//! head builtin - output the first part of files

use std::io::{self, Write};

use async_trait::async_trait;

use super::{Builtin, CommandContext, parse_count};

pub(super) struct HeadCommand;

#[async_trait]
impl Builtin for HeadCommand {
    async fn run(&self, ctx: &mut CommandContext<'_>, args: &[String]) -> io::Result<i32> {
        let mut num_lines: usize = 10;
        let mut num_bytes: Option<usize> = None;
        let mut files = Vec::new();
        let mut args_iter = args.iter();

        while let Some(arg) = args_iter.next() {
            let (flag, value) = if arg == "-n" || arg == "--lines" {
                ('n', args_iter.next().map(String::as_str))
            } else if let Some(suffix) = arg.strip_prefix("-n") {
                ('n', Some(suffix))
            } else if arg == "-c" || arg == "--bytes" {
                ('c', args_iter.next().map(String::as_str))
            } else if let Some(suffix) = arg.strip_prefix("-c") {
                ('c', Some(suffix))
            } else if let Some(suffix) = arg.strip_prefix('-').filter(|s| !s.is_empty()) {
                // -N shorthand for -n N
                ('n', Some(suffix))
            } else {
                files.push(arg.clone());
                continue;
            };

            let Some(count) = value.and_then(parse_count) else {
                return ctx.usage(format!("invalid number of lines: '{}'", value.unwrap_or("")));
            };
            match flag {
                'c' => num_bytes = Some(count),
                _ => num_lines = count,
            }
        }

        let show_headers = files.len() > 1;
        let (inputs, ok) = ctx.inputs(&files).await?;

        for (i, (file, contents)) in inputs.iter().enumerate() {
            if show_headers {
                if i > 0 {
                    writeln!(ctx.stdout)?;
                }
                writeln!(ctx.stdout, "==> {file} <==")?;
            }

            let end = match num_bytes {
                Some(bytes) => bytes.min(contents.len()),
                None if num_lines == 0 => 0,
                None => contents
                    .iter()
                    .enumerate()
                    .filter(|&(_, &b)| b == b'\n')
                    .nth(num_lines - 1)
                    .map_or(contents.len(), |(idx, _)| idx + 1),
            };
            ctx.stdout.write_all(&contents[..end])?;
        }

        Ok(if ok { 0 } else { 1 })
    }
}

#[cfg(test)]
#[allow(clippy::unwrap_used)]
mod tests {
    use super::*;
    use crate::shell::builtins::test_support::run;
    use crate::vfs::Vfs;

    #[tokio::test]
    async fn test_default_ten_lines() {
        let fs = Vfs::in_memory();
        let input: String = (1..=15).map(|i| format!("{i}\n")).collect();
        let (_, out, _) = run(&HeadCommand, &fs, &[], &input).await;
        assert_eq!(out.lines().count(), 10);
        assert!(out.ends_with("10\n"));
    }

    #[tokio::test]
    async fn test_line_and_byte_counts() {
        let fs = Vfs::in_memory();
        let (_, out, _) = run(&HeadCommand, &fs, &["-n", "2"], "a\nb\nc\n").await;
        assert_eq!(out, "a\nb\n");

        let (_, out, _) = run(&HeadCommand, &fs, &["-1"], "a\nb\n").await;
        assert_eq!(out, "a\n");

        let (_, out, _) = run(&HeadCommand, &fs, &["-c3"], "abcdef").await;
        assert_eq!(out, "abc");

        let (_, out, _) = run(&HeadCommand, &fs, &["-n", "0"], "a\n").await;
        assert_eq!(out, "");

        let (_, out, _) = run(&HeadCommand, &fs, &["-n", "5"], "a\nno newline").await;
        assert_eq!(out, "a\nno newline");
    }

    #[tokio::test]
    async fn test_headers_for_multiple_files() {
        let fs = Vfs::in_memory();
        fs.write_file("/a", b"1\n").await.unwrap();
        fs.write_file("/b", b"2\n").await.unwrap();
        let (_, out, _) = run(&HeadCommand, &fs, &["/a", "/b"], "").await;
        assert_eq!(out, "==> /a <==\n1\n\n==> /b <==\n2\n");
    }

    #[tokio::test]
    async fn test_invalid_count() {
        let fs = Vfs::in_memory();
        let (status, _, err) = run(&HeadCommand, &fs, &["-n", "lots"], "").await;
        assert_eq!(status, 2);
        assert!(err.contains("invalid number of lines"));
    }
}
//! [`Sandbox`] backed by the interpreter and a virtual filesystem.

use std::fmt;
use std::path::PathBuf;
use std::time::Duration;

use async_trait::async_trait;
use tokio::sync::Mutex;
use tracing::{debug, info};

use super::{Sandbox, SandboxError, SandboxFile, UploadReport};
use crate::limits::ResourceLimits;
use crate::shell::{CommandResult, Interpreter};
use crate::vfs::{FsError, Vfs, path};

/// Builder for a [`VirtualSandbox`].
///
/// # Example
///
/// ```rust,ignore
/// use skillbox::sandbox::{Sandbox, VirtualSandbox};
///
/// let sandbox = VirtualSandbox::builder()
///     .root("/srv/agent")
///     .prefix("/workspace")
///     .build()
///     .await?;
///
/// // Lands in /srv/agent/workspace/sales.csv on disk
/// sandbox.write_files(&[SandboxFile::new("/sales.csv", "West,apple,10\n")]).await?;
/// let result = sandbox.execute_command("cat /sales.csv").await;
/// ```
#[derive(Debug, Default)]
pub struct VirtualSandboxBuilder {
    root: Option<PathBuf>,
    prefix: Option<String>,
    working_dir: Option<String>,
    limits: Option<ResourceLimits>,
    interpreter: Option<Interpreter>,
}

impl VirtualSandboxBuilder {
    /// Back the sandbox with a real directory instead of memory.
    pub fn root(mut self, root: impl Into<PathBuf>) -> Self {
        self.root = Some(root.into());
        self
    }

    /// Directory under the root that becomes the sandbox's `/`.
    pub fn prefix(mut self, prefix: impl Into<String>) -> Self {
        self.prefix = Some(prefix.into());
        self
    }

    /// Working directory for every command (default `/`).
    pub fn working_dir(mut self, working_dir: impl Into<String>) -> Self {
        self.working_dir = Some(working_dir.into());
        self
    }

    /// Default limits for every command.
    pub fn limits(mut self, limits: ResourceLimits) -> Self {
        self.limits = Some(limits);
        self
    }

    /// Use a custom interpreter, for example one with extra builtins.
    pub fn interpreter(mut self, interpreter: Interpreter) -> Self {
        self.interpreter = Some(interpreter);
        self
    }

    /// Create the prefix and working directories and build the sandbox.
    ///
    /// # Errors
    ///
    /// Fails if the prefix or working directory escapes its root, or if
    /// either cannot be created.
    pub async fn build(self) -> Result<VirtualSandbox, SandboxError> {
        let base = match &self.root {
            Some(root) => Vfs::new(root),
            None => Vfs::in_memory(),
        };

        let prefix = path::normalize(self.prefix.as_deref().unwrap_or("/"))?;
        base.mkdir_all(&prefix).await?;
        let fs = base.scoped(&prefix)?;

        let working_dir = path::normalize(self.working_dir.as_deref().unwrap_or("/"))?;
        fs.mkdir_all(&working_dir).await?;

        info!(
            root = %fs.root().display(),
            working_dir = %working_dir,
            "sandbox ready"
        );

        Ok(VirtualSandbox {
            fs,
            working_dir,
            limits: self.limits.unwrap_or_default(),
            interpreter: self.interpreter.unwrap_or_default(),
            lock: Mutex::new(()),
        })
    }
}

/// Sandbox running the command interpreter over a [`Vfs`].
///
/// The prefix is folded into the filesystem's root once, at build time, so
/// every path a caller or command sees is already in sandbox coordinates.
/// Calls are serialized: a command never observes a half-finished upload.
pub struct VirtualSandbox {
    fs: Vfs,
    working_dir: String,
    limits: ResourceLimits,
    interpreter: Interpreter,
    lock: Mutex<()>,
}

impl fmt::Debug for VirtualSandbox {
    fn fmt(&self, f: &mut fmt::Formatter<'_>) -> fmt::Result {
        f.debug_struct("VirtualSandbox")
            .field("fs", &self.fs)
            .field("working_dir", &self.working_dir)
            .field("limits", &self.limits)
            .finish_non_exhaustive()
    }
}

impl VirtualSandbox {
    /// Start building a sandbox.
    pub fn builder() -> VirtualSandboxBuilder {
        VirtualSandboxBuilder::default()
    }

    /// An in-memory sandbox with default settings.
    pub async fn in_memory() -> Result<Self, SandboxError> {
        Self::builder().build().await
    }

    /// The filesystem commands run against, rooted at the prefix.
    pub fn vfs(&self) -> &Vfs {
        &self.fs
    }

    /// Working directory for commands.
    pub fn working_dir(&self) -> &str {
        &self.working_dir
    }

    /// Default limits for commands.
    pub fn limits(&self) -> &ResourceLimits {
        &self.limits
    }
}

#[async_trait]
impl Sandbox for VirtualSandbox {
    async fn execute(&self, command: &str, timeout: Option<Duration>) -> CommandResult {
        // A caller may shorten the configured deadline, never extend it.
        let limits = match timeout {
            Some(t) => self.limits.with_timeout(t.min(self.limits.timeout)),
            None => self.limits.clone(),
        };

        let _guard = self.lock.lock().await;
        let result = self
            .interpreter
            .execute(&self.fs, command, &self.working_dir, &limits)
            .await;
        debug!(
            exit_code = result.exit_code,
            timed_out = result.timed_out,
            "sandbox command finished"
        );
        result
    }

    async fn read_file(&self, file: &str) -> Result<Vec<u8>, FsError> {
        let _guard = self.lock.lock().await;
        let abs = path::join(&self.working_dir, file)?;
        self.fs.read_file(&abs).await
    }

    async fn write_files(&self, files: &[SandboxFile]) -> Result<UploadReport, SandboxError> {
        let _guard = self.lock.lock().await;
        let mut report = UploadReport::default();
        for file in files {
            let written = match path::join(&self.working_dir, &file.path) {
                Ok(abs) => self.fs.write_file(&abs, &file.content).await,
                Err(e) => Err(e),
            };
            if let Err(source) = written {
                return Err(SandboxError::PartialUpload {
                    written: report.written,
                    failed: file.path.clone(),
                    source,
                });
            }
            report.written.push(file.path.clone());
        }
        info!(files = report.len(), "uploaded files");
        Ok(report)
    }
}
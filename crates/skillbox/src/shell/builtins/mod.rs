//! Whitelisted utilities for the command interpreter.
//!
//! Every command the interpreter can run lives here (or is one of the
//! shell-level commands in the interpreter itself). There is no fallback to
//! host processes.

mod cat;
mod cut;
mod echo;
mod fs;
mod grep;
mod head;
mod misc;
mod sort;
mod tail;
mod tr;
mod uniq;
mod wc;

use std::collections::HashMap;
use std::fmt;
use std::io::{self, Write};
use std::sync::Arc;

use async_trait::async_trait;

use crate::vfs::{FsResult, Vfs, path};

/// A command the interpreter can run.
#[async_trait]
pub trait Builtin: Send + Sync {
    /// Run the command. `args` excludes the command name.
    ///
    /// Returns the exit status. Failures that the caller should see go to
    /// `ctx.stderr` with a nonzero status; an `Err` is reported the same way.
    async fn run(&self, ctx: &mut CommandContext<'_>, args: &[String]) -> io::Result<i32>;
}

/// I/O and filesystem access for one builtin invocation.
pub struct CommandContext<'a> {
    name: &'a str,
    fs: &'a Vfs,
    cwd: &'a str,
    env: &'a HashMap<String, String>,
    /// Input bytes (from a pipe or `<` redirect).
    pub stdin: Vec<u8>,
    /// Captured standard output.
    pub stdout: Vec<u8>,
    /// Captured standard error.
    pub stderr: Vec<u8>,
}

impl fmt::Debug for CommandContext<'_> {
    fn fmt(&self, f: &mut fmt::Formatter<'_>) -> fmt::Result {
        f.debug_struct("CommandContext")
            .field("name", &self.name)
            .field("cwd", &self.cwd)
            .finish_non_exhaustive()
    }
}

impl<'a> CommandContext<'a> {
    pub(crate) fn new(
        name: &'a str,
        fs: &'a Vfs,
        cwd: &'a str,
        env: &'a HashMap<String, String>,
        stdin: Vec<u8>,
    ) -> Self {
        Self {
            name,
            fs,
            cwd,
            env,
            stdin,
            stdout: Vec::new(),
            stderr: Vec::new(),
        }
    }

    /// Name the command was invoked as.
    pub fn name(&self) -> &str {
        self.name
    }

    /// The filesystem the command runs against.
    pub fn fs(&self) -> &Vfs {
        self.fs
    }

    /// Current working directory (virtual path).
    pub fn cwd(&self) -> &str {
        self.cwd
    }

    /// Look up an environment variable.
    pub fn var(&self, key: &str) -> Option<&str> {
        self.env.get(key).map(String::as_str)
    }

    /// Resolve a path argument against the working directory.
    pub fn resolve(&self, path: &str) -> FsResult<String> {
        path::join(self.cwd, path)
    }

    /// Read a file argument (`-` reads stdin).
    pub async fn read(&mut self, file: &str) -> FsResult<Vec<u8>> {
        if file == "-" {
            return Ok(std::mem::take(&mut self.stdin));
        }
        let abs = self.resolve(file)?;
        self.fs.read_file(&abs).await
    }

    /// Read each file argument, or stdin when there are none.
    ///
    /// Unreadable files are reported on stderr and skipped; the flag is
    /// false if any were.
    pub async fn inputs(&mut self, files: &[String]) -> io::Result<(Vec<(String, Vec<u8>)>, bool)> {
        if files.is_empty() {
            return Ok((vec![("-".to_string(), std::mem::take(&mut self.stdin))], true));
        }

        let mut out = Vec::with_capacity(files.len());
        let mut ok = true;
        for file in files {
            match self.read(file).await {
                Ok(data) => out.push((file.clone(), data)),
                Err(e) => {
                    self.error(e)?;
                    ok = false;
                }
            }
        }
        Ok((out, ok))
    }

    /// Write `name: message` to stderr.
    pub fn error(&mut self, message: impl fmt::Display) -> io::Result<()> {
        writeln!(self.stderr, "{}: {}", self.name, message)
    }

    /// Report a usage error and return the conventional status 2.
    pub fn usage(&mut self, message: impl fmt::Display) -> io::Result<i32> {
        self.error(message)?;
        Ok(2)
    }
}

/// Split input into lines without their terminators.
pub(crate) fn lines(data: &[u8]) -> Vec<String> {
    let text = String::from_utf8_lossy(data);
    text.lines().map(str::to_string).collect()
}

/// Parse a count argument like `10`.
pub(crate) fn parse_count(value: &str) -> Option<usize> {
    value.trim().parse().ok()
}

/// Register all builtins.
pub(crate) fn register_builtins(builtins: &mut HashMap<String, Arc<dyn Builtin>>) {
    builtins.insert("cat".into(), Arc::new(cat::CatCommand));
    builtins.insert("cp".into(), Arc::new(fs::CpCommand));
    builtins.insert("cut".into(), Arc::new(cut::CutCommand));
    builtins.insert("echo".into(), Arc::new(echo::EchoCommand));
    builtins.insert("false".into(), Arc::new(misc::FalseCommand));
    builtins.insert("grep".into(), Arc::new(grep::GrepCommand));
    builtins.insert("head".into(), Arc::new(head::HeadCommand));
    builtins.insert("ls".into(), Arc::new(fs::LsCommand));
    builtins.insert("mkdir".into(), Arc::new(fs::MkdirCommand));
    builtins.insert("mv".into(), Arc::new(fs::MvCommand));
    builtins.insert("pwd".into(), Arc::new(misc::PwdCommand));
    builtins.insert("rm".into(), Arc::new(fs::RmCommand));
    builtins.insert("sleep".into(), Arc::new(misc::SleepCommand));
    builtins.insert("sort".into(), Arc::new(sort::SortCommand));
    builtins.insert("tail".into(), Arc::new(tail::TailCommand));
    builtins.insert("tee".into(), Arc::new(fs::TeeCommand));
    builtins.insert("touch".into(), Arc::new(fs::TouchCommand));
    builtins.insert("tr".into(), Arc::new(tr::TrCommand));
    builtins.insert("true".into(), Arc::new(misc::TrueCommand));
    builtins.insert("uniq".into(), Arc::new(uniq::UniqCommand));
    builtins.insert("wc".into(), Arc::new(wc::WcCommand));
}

•••••

▶ _Task objective_:
Which lines in the records contain the word "impl"? Copy each one.

▶ _Written response_:
impl Builtin for HeadCommand {
impl VirtualSandboxBuilder {
    pub fn root(mut self, root: impl Into<PathBuf>) -> Self {
    pub fn prefix(mut self, prefix: impl Into<String>) -> Self {
    pub fn working_dir(mut self, working_dir: impl Into<String>) -> Self {
impl fmt::Debug for VirtualSandbox {
impl VirtualSandbox {
impl Sandbox for VirtualSandbox {
impl fmt::Debug for CommandContext<'_> {
impl<'a> CommandContext<'a> {
    pub fn error(&mut self, message: impl fmt::Display) -> io::Result<()> {
    pub fn usage(&mut self, message: impl fmt::Display) -> io::Result<i32> {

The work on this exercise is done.